Re: relationship to SRFI-25 Jamison Hope 28 Sep 2015 23:20 UTC

On Sep 28, 2015, at 6:38 PM, Bradley Lucier <xxxxxx@math.purdue.edu> wrote:

> On 09/28/2015 06:22 PM, Jamison Hope wrote:
>> On Sep 28, 2015, at 5:53 PM, Bradley Lucier <xxxxxx@math.purdue.edu> wrote:
>>
>>> (4) when using this array API there is no point in this whole process where a bang occurs textually.
>>
>> This could be resolved quite easily if the API provided array-set! instead
>> of just array-setter.  I hesitate to suggest adding more procedures to the
>> API, since I think there are already too many, but it would feel much more
>> natural if there were array-get and array-set! procedures that called
>> array-getter and array-setter under the hood.
>
>
> Here are those procedures:
>
> (define (array-ref a . args)
>  (apply (array-getter a) args))
>
> (define (array-set! a v . args)
>  (apply (array-setter a) v args))
>
> From my point of view these procedures achieve very little (accessing or setting one value in an array) with either (1) the cost of a lot of error checking, (2) the dangers of no error checking, and (3) the cost of calling apply.
>
> I could go through and look at the dimension of the domain of a and specialize the calling sequence for small dimensions to avoid using apply.  That would add a dozen lines of code.
>
> But that's exactly the same kind of checking and specialization that is needed for array-map, array-reduce, or any of the other full array operations.  That checking  and specialization is done *once*, and benefit the operations on *all* the elements of the array.  I hope that some of this is understandable from the reference implementation.

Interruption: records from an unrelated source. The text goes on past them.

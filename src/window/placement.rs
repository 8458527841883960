//! Scale and anchor math for note windows.
//!
//! While a note is dragged it shrinks towards the cursor, keeping the
//! grabbed pixel glued to the pointer. To keep the shrunken note from
//! covering the cursor it is additionally lifted upwards, proportionally to
//! how far the shrink animation has progressed.
//!
//! After release the note grows back around the same grab point. Since the
//! lift shrinks together with the scale, the settle step has to remove the
//! lift applied on the previous tick before deriving the anchor, then
//! reapply the new smaller lift. Deriving the position directly from the
//! new lift makes the note jump whenever both offsets change together.

use crate::config::{Animation, Gesture};
use crate::geometry::{Point, Rect, Size};

/// Shrink denominators smaller than this disable the lift.
const MIN_SHRINK_RANGE: f64 = 0.001;

/// Scale and grab point of a single note window.
#[derive(Debug)]
pub struct Placement {
    base_size: Option<Size>,
    current_scale: f64,
    target_scale: f64,
    anchor_ratio: Point<f64>,
}

impl Default for Placement {
    fn default() -> Self {
        Self {
            anchor_ratio: Point::new(0.5, 0.5),
            current_scale: 1.,
            target_scale: 1.,
            base_size: None,
        }
    }
}

impl Placement {
    /// Natural size of the window at 100% scale.
    pub fn base_size(&self) -> Option<Size> {
        self.base_size
    }

    /// Capture the natural window size.
    ///
    /// The size is only recorded once, later calls are ignored.
    pub fn set_base_size(&mut self, size: Size) {
        if self.base_size.is_none() && !size.is_empty() {
            self.base_size = Some(size);
        }
    }

    pub fn scale(&self) -> f64 {
        self.current_scale
    }

    pub fn target_scale(&self) -> f64 {
        self.target_scale
    }

    pub fn set_target_scale(&mut self, scale: f64) {
        self.target_scale = scale;
    }

    pub fn anchor_ratio(&self) -> Point<f64> {
        self.anchor_ratio
    }

    /// Check if the scale animation reached its target.
    pub fn is_settled(&self) -> bool {
        self.current_scale == self.target_scale
    }

    /// Start a drag at `cursor` for a window currently shown at `bounds`.
    ///
    /// This synchronizes the current scale with the visible window size and
    /// records where inside the window the pointer grabbed it.
    pub fn grab(&mut self, bounds: Rect, cursor: Point) {
        self.set_base_size(bounds.size);

        if let Some(base_size) = self.base_size {
            let scale = bounds.size.width as f64 / base_size.width as f64;
            if scale > 0. {
                self.current_scale = scale;
            }
        }

        let size = Size::<f64>::from(bounds.size);
        let offset = Point::<f64>::from(cursor - bounds.origin);
        let ratio_x = if size.width > 0. { offset.x / size.width } else { 0.5 };
        let ratio_y = if size.height > 0. { offset.y / size.height } else { 0.5 };
        self.anchor_ratio = Point::new(ratio_x, ratio_y);
    }

    /// Advance the scale animation by one tick.
    ///
    /// Returns `true` once the scale has reached its target.
    pub fn ease(&mut self, animation: &Animation) -> bool {
        let factor = animation.ease_factor.clamp(0.01, 1.);
        self.current_scale += (self.target_scale - self.current_scale) * factor;

        if (self.target_scale - self.current_scale).abs() < animation.snap_epsilon {
            self.current_scale = self.target_scale;
        }

        self.is_settled()
    }

    /// Window size at the current scale.
    pub fn scaled_size(&self) -> Size {
        self.base_size.map_or_else(Size::default, |size| size * self.current_scale)
    }

    /// Vertical lift at the current scale.
    pub fn lift(&self, gesture: &Gesture) -> i32 {
        let denominator = 1. - gesture.shrink_scale;
        if denominator.abs() <= MIN_SHRINK_RANGE {
            return 0;
        }
        let progress = ((1. - self.current_scale) / denominator).clamp(0., 1.);

        let base_height = self.base_size.map_or(0., |size| size.height as f64);
        let grabbed_below = base_height * (1. - self.anchor_ratio.y) * gesture.shrink_scale;
        ((grabbed_below + gesture.lift_offset) * progress) as i32
    }

    /// Window bounds glued to the cursor while dragging.
    pub fn drag_bounds(&self, cursor: Point, gesture: &Gesture) -> Rect {
        let size = self.scaled_size();
        let anchor = self.anchor_offset(size);
        let origin = Point::new(cursor.x - anchor.x, cursor.y - anchor.y - self.lift(gesture));
        Rect { origin, size }
    }

    /// Window bounds growing back around the grab point after release.
    ///
    /// The `previous_lift` must be the [`Self::lift`] from before the last
    /// call to [`Self::ease`].
    pub fn settle_bounds(&self, bounds: Rect, previous_lift: i32, gesture: &Gesture) -> Rect {
        // Remove the old lift to recover the true anchor point.
        let true_top = bounds.origin.y + previous_lift;
        let old_anchor = self.anchor_offset(bounds.size);
        let anchor_point = Point::new(bounds.origin.x + old_anchor.x, true_top + old_anchor.y);

        // Resize around the anchor, then reapply the new lift.
        let size = self.scaled_size();
        let anchor = self.anchor_offset(size);
        let origin =
            Point::new(anchor_point.x - anchor.x, anchor_point.y - anchor.y - self.lift(gesture));

        Rect { origin, size }
    }

    /// Pixel offset of the grab point inside a window of `size`.
    fn anchor_offset(&self, size: Size) -> Point {
        let size = Size::<f64>::from(size);
        Point::new(
            (size.width * self.anchor_ratio.x) as i32,
            (size.height * self.anchor_ratio.y) as i32,
        )
    }
}

#[cfg(test)]
mod tests {
    use super::*;

    fn grabbed(bounds: Rect, cursor: Point) -> Placement {
        let mut placement = Placement::default();
        placement.grab(bounds, cursor);
        placement
    }

    #[test]
    fn base_size_is_immutable() {
        let mut placement = Placement::default();
        placement.set_base_size(Size::new(300, 200));
        placement.set_base_size(Size::new(60, 40));
        assert_eq!(placement.base_size(), Some(Size::new(300, 200)));

        placement.grab(Rect::new(0, 0, 60, 40), Point::new(30, 20));
        assert_eq!(placement.base_size(), Some(Size::new(300, 200)));
        assert!((placement.scale() - 0.2).abs() < 1e-9);
    }

    #[test]
    fn grab_records_anchor_ratio() {
        let placement = grabbed(Rect::new(100, 100, 300, 200), Point::new(250, 200));
        assert_eq!(placement.anchor_ratio(), Point::new(0.5, 0.5));
    }

    #[test]
    fn cursor_stays_on_grab_point() {
        let gesture = Gesture::default();
        let animation = Animation::default();

        for (cursor, target) in [
            (Point::new(130, 110), Point::new(700, -40)),
            (Point::new(399, 299), Point::new(5, 5)),
            (Point::new(100, 100), Point::new(1000, 800)),
        ] {
            let mut placement = grabbed(Rect::new(100, 100, 300, 200), cursor);
            placement.set_target_scale(gesture.shrink_scale);

            let ratio = placement.anchor_ratio();
            for _ in 0..60 {
                placement.ease(&animation);
                let bounds = placement.drag_bounds(target, &gesture);
                let size = Size::<f64>::from(bounds.size);

                let grab_x = bounds.origin.x as f64 + size.width * ratio.x;
                let grab_y = bounds.origin.y as f64 + size.height * ratio.y;
                let lift = placement.lift(&gesture) as f64;

                assert!((grab_x - target.x as f64).abs() <= 1.);
                assert!((grab_y + lift - target.y as f64).abs() <= 1.);
            }
        }
    }

    #[test]
    fn easing_converges_without_overshoot() {
        let animation = Animation::default();

        for start in [0.05, 0.2, 0.5, 0.99, 1.] {
            for target in [0.2, 1.] {
                let mut placement = Placement { current_scale: start, ..Placement::default() };
                placement.set_target_scale(target);
                let rising = target > start;

                let mut ticks = 0;
                while !placement.ease(&animation) {
                    let scale = placement.scale();
                    assert!(if rising { scale <= target } else { scale >= target });
                    ticks += 1;
                    assert!(ticks < 50, "no convergence from {start} to {target}");
                }
                assert_eq!(placement.scale(), target);
            }
        }
    }

    #[test]
    fn lift_grows_with_shrink_progress() {
        let gesture = Gesture::default();
        let mut placement = grabbed(Rect::new(0, 0, 300, 200), Point::new(150, 100));
        assert_eq!(placement.lift(&gesture), 0);

        placement.current_scale = gesture.shrink_scale;
        // 200 * 0.5 * 0.2 + 8.
        assert_eq!(placement.lift(&gesture), 28);

        placement.current_scale = 0.01;
        assert_eq!(placement.lift(&gesture), 28);
    }

    #[test]
    fn degenerate_shrink_scale_disables_lift() {
        let gesture = Gesture { shrink_scale: 1., ..Gesture::default() };
        let mut placement = grabbed(Rect::new(0, 0, 300, 200), Point::new(150, 100));
        placement.current_scale = 0.5;
        assert_eq!(placement.lift(&gesture), 0);
    }

    #[test]
    fn settle_grows_around_released_cursor() {
        let gesture = Gesture::default();
        let animation = Animation::default();
        let cursor = Point::new(640, 480);

        let mut placement = grabbed(Rect::new(500, 400, 300, 200), Point::new(590, 430));
        placement.set_target_scale(gesture.shrink_scale);
        while !placement.ease(&animation) {}
        let mut bounds = placement.drag_bounds(cursor, &gesture);

        placement.set_target_scale(1.);
        loop {
            let previous_lift = placement.lift(&gesture);
            let settled = placement.ease(&animation);
            bounds = placement.settle_bounds(bounds, previous_lift, &gesture);

            // The un-lifted grab point never moves.
            let anchor = placement.anchor_offset(bounds.size);
            let lift = placement.lift(&gesture);
            assert_eq!(bounds.origin.x + anchor.x, cursor.x);
            assert_eq!(bounds.origin.y + anchor.y + lift, cursor.y);

            if settled {
                break;
            }
        }

        assert_eq!(bounds.size, Size::new(300, 200));
        assert_eq!(placement.lift(&gesture), 0);
    }
}
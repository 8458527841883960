//! Screenshot notes.

use std::fs;

use resvg::tiny_skia::Pixmap;
use tracing::debug;

use crate::config::Gesture;
use crate::geometry::Size;
use crate::note::{
    DragPayloadProvider, NoteContent, PayloadError, PayloadFormat, Snapshot, temp_artifact,
};

/// Note displaying a bitmap.
pub struct ImageNote {
    image: Pixmap,
}

impl ImageNote {
    pub fn new(image: Pixmap) -> Self {
        Self { image }
    }

    pub fn image(&self) -> &Pixmap {
        &self.image
    }
}

impl DragPayloadProvider for ImageNote {
    fn drag_formats(&mut self) -> Result<Vec<PayloadFormat>, PayloadError> {
        let png = self.image.encode_png().map_err(|err| PayloadError::Encode(err.to_string()))?;

        let path = temp_artifact("png");
        fs::write(&path, png)?;
        debug!("Persisted drag image to {path:?}");

        Ok(vec![PayloadFormat::Files(vec![path]), PayloadFormat::Bitmap(self.image.clone())])
    }
}

impl Snapshot for ImageNote {
    fn snapshot(&mut self) -> Option<Pixmap> {
        Some(self.image.clone())
    }
}

impl NoteContent for ImageNote {
    /// Fit the image into the maximum note size, preserving its aspect ratio.
    fn natural_size(&self, gesture: &Gesture) -> Size {
        let (width, height) = (self.image.width() as u64, self.image.height() as u64);
        let max_width = gesture.max_width as u64;
        let max_height = gesture.max_height as u64;

        // Slivers still need a visible pixel.
        if height > width {
            Size::new((width * max_height / height).max(1) as u32, max_height as u32)
        } else {
            Size::new(max_width as u32, (height * max_width / width).max(1) as u32)
        }
    }

    fn kind(&self) -> &'static str {
        "image"
    }
}
//! Floating note windows.
//!
//! Every note runs the same gesture state machine, advanced by a shared
//! fixed-rate clock:
//!
//! ```text
//! Idle ──pointer down──▶ Dragging ──hold still──▶ FileDragActive
//!  ▲                       │  ▲                       │
//!  │                       │  └──moved too far────────┤
//!  │                 pointer up                       ├──consumed──▶ Hidden
//!  │                       ▼                          │
//!  └──settled & at rest── Released ◀──dropped─────────┘
//!                          │
//!                          └──over shelf──▶ Hidden
//!
//! Idle/Released ──lifetime expired──▶ FadingOut ──▶ Closed
//! ```

use std::mem;
use std::time::{Duration, Instant};

use tracing::{debug, info, trace};

use crate::config::{Config, Gesture};
use crate::geometry::{Point, Rect};
use crate::note::{NoteContent, NoteId};
use crate::platform::{Platform, Surface};
use crate::shelf::Shelf;
use crate::window::history::VelocityHistory;
use crate::window::inertia::Inertia;
use crate::window::placement::Placement;
use crate::window::session::{HoldTimer, SessionOutcome};

pub mod history;
pub mod inertia;
pub mod placement;
mod session;

/// Gesture state of a note window.
#[derive(Copy, Clone, PartialEq, Eq, Debug)]
pub enum Phase {
    /// Resting on screen.
    Idle,
    /// Following the pointer, shrinking towards the drag scale.
    Dragging,
    /// Running the native drag-out loop.
    FileDragActive,
    /// Growing back to full scale, optionally thrown by inertia.
    Released,
    /// Lifetime expired, decreasing opacity.
    FadingOut,
    /// Parked on the shelf or consumed by a drop target.
    Hidden,
    /// Native window destroyed.
    Closed,
}

/// Lifecycle notifications for the host application.
#[derive(Copy, Clone, PartialEq, Eq, Debug)]
pub enum NoteEvent {
    Spawned(NoteId),
    DragStarted(NoteId),
    FileDragStarted(NoteId),
    DragEnded(NoteId),
    Shelved(NoteId),
    Consumed(NoteId),
    Expired(NoteId),
    Closed(NoteId),
}

/// Shared state handed to a window for a single operation.
pub struct Context<'a> {
    pub platform: &'a mut dyn Platform,
    pub shelf: &'a mut Shelf,
    pub config: &'a Config,
}

/// On-screen note.
pub struct FloatingWindow {
    id: NoteId,
    phase: Phase,

    placement: Placement,
    inertia: Inertia,
    history: VelocityHistory,
    hold: HoldTimer,
    lifetime: Lifetime,

    bounds: Rect,
    opacity: f64,

    content: Box<dyn NoteContent>,
    surface: Box<dyn Surface>,

    events: Vec<NoteEvent>,
}

impl FloatingWindow {
    /// Show a new note at `bounds`, which also defines its natural size.
    pub fn new(
        id: NoteId,
        mut content: Box<dyn NoteContent>,
        mut surface: Box<dyn Surface>,
        bounds: Rect,
        config: &Config,
        now: Instant,
    ) -> Self {
        let mut placement = Placement::default();
        placement.set_base_size(bounds.size);
        content.layout(bounds.size);

        surface.set_bounds(bounds);
        surface.set_opacity(1.);
        surface.set_visible(true);

        let lifetime_duration = Duration::from_secs(config.lifetime.default_seconds as u64);
        let mut lifetime = Lifetime::new(lifetime_duration);
        lifetime.start(now);

        info!("Spawned {} note {id}", content.kind());

        Self {
            placement,
            lifetime,
            content,
            surface,
            bounds,
            id,
            history: VelocityHistory::new(config.physics.smoothing_window()),
            hold: HoldTimer::new(now, bounds.origin),
            events: vec![NoteEvent::Spawned(id)],
            phase: Phase::Idle,
            inertia: Default::default(),
            opacity: 1.,
        }
    }

    pub fn id(&self) -> NoteId {
        self.id
    }

    pub fn phase(&self) -> Phase {
        self.phase
    }

    pub fn bounds(&self) -> Rect {
        self.bounds
    }

    pub fn opacity(&self) -> f64 {
        self.opacity
    }

    pub fn placement(&self) -> &Placement {
        &self.placement
    }

    /// Current throw velocity, zero while no physics is active.
    pub fn velocity(&self) -> Point<f64> {
        self.inertia.velocity()
    }

    pub fn is_pinned(&self) -> bool {
        self.lifetime.pinned
    }

    /// Instant at which the note will start fading out.
    pub fn lifetime_deadline(&self) -> Option<Instant> {
        self.lifetime.deadline
    }

    pub fn content_mut(&mut self) -> &mut dyn NoteContent {
        self.content.as_mut()
    }

    /// Check whether the window needs the animation clock.
    pub fn is_animating(&self) -> bool {
        matches!(self.phase, Phase::Dragging | Phase::Released | Phase::FadingOut)
    }

    pub fn is_closed(&self) -> bool {
        self.phase == Phase::Closed
    }

    /// Take all pending lifecycle events.
    pub fn take_events(&mut self) -> Vec<NoteEvent> {
        mem::take(&mut self.events)
    }

    /// Handle primary button press on the note.
    pub fn pointer_down(&mut self, cx: &mut Context<'_>) {
        match self.phase {
            Phase::Idle | Phase::Released | Phase::FadingOut => (),
            Phase::Dragging | Phase::FileDragActive | Phase::Hidden | Phase::Closed => return,
        }

        // Grabbing a fading note brings it back.
        if self.phase == Phase::FadingOut {
            self.set_opacity(1.);
        }

        self.inertia.stop();
        self.lifetime.stop();

        let now = cx.platform.now();
        let cursor = cx.platform.cursor_position();
        self.begin_drag(cx.config, now, cursor);
    }

    /// Handle pointer motion while the pointer is over the note.
    pub fn pointer_motion(&mut self, time: Instant, position: Point) {
        if self.phase == Phase::Dragging {
            self.history.record(time, position);
        }
    }

    /// Handle primary button release.
    pub fn pointer_up(&mut self, cx: &mut Context<'_>) {
        if self.phase == Phase::Dragging {
            self.release(cx);
        }
    }

    /// Take the note back from the shelf and continue dragging it.
    ///
    /// The window reappears at the shelf item's `item_bounds`, grabbed at
    /// `cursor`.
    pub fn wake_from_shelf(&mut self, cx: &mut Context<'_>, cursor: Point, item_bounds: Rect) {
        if self.phase == Phase::Closed {
            return;
        }

        self.set_opacity(1.);
        self.lifetime.stop();
        self.inertia.stop();

        self.bounds = item_bounds;
        self.surface.set_bounds(item_bounds);
        self.surface.set_visible(true);

        info!("Waking note {} from shelf", self.id);

        let now = cx.platform.now();
        self.begin_drag(cx.config, now, cursor);
    }

    /// Toggle whether the note ignores its lifetime.
    pub fn toggle_pin(&mut self, config: &Config, now: Instant) {
        self.lifetime.pinned = !self.lifetime.pinned;

        if self.lifetime.pinned {
            self.lifetime.stop();
        } else {
            // Unpinned notes only linger briefly.
            self.lifetime.duration = Duration::from_secs(config.lifetime.unpinned_seconds as u64);
            self.lifetime.start(now);
        }

        debug!("Note {} pinned: {}", self.id, self.lifetime.pinned);
    }

    /// Show or hide the window without changing its gesture state.
    pub fn set_visible(&mut self, visible: bool) {
        if self.phase != Phase::Closed {
            self.surface.set_visible(visible);
        }
    }

    /// Hide the window while keeping it alive for a later wake-up.
    pub fn hide(&mut self) {
        if self.phase == Phase::Closed {
            return;
        }

        self.inertia.stop();
        self.lifetime.stop();
        self.surface.set_visible(false);
        self.phase = Phase::Hidden;
    }

    /// Destroy the window.
    pub fn close(&mut self) {
        if self.phase == Phase::Closed {
            return;
        }

        self.inertia.stop();
        self.lifetime.stop();
        self.surface.close();
        self.phase = Phase::Closed;

        info!("Closed note {}", self.id);
        self.events.push(NoteEvent::Closed(self.id));
    }

    /// Advance the window by one clock tick.
    pub fn tick(&mut self, cx: &mut Context<'_>) {
        if self.phase == Phase::Closed {
            return;
        }

        // Ticks can race against the destruction of the native window.
        if !self.surface.is_alive() {
            debug!("Surface of note {} vanished, stopping", self.id);
            self.inertia.stop();
            self.lifetime.stop();
            self.phase = Phase::Closed;
            self.events.push(NoteEvent::Closed(self.id));
            return;
        }

        let now = cx.platform.now();
        match self.phase {
            // The native drag loop drives the window through its own callback.
            Phase::FileDragActive | Phase::Hidden | Phase::Closed => (),
            Phase::Dragging => self.drag_tick(cx, now),
            Phase::Released => {
                self.settle_tick(cx.config);
                self.physics_tick(cx);

                if self.placement.is_settled() && !self.inertia.is_moving() {
                    self.phase = Phase::Idle;
                }

                self.check_lifetime(now);
            },
            Phase::Idle => self.check_lifetime(now),
            Phase::FadingOut => self.fade_tick(cx.config),
        }
    }

    /// Enter the dragging state grabbed at `cursor`.
    fn begin_drag(&mut self, config: &Config, now: Instant, cursor: Point) {
        self.placement.grab(self.bounds, cursor);
        self.placement.set_target_scale(config.gesture.shrink_scale);

        self.hold.reset(now, cursor);
        self.history.set_window(config.physics.smoothing_window());
        self.history.clear();
        self.history.record(now, cursor);

        self.surface.set_affordances_visible(false);
        self.phase = Phase::Dragging;

        debug!("Started dragging note {} at {cursor:?}", self.id);
        self.events.push(NoteEvent::DragStarted(self.id));
    }

    /// Dragging clock tick.
    fn drag_tick(&mut self, cx: &mut Context<'_>, now: Instant) {
        // Recover from a pointer release that never reached us.
        if !cx.platform.primary_pressed() {
            debug!("Primary button released outside of note {}", self.id);
            self.release(cx);
            return;
        }

        let gesture = &cx.config.gesture;
        let cursor = cx.platform.cursor_position();
        let idle = self.hold.update(now, cursor, gesture.cancel_distance);
        if idle > gesture.hold_duration() {
            self.start_drag_out(cx);
            return;
        }

        // Scale must be updated before deriving the bounds from it.
        self.placement.ease(&cx.config.animation);
        follow_cursor(
            &self.placement,
            gesture,
            now,
            cursor,
            &mut self.bounds,
            &mut self.history,
            self.surface.as_mut(),
        );
    }

    /// Escalate the window drag into a native drag-out of the note's payload.
    fn start_drag_out(&mut self, cx: &mut Context<'_>) {
        self.phase = Phase::FileDragActive;
        self.events.push(NoteEvent::FileDragStarted(self.id));
        info!("Starting drag-out of note {}", self.id);

        let outcome = self.run_drag_out(cx);
        debug!("Drag-out of note {} ended: {outcome:?}", self.id);

        let now = cx.platform.now();
        let cursor = cx.platform.cursor_position();
        match outcome {
            SessionOutcome::Consumed => {
                self.hide();
                self.events.push(NoteEvent::Consumed(self.id));
            },
            SessionOutcome::CancelledByMovement | SessionOutcome::Aborted => {
                self.phase = Phase::Dragging;
                self.hold.reset(now, cursor);
            },
            SessionOutcome::Dropped => {
                self.phase = Phase::Dragging;
                self.release(cx);
            },
        }
    }

    /// Finish a drag, shared by pointer release and drag-out drops.
    fn release(&mut self, cx: &mut Context<'_>) {
        self.placement.set_target_scale(1.);
        self.phase = Phase::Released;
        self.events.push(NoteEvent::DragEnded(self.id));

        // Test against the live pointer, the window bounds might be stale.
        let cursor = cx.platform.cursor_position();
        if cx.shelf.try_deposit(self.id, cursor, self.content.as_mut()) {
            self.hide();
            self.events.push(NoteEvent::Shelved(self.id));
            return;
        }

        let now = cx.platform.now();
        if !self.lifetime.pinned {
            self.lifetime.start(now);
        }

        let physics = &cx.config.physics;
        let tick_interval = cx.config.animation.tick_interval();
        let velocity = self.history.estimate_velocity(tick_interval, physics.max_velocity);
        if self.inertia.launch(physics, velocity) {
            debug!("Threw note {} with velocity {velocity:?}", self.id);
        }
    }

    /// Grow back to natural size around the grab point.
    fn settle_tick(&mut self, config: &Config) {
        if self.placement.is_settled() {
            return;
        }

        let gesture = &config.gesture;
        let previous_lift = self.placement.lift(gesture);
        let settled = self.placement.ease(&config.animation);
        self.bounds = self.placement.settle_bounds(self.bounds, previous_lift, gesture);
        self.surface.set_bounds(self.bounds);

        if settled {
            self.surface.set_affordances_visible(true);
        }
    }

    /// Move a thrown window.
    fn physics_tick(&mut self, cx: &mut Context<'_>) {
        if !self.inertia.is_moving() {
            return;
        }

        let area = cx.platform.usable_bounds(self.bounds);
        self.inertia.apply(&cx.config.physics, &mut self.bounds, area);
        self.surface.set_bounds(self.bounds);

        trace!("Note {} at {:?}, velocity {:?}", self.id, self.bounds, self.inertia.velocity());
    }

    /// Start fading out once the lifetime expired.
    fn check_lifetime(&mut self, now: Instant) {
        if !self.lifetime.expired(now) {
            return;
        }

        self.inertia.stop();
        self.lifetime.stop();
        self.phase = Phase::FadingOut;

        info!("Lifetime of note {} expired", self.id);
        self.events.push(NoteEvent::Expired(self.id));
    }

    fn fade_tick(&mut self, config: &Config) {
        if self.opacity > 0. {
            self.set_opacity((self.opacity - config.animation.fade_step).max(0.));
        } else {
            self.close();
        }
    }

    fn set_opacity(&mut self, opacity: f64) {
        self.opacity = opacity;
        self.surface.set_opacity(opacity);
    }
}

/// Glue the window to the cursor while dragging.
///
/// This is shared between the animation clock and the native drag loop's
/// feedback, which blocks the clock while it is running.
fn follow_cursor(
    placement: &Placement,
    gesture: &Gesture,
    time: Instant,
    cursor: Point,
    bounds: &mut Rect,
    history: &mut VelocityHistory,
    surface: &mut dyn Surface,
) {
    *bounds = placement.drag_bounds(cursor, gesture);
    surface.set_bounds(*bounds);
    history.record(time, cursor);
}

/// Time until a note starts fading out.
#[derive(Debug)]
struct Lifetime {
    duration: Duration,
    deadline: Option<Instant>,
    pinned: bool,
}

impl Lifetime {
    fn new(duration: Duration) -> Self {
        Self { duration, deadline: None, pinned: false }
    }

    fn start(&mut self, now: Instant) {
        self.deadline = Some(now + self.duration);
    }

    fn stop(&mut self) {
        self.deadline = None;
    }

    fn expired(&self, now: Instant) -> bool {
        self.deadline.is_some_and(|deadline| now >= deadline)
    }
}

I don't really understand this part.

I'm not suggesting that array-map be implemented on top of array-ref,
or that whatever other mutating functions there are be implemented
on top of array-set! -- just that as an end user, having to extract
and then invoke a closure rather than just calling a setter or getter
*function* seems strange.

I haven't grokked the reference implementation yet, though, either.

> I don't find that these word-by-word operations are helpful for my codes (which I consider to be real codes).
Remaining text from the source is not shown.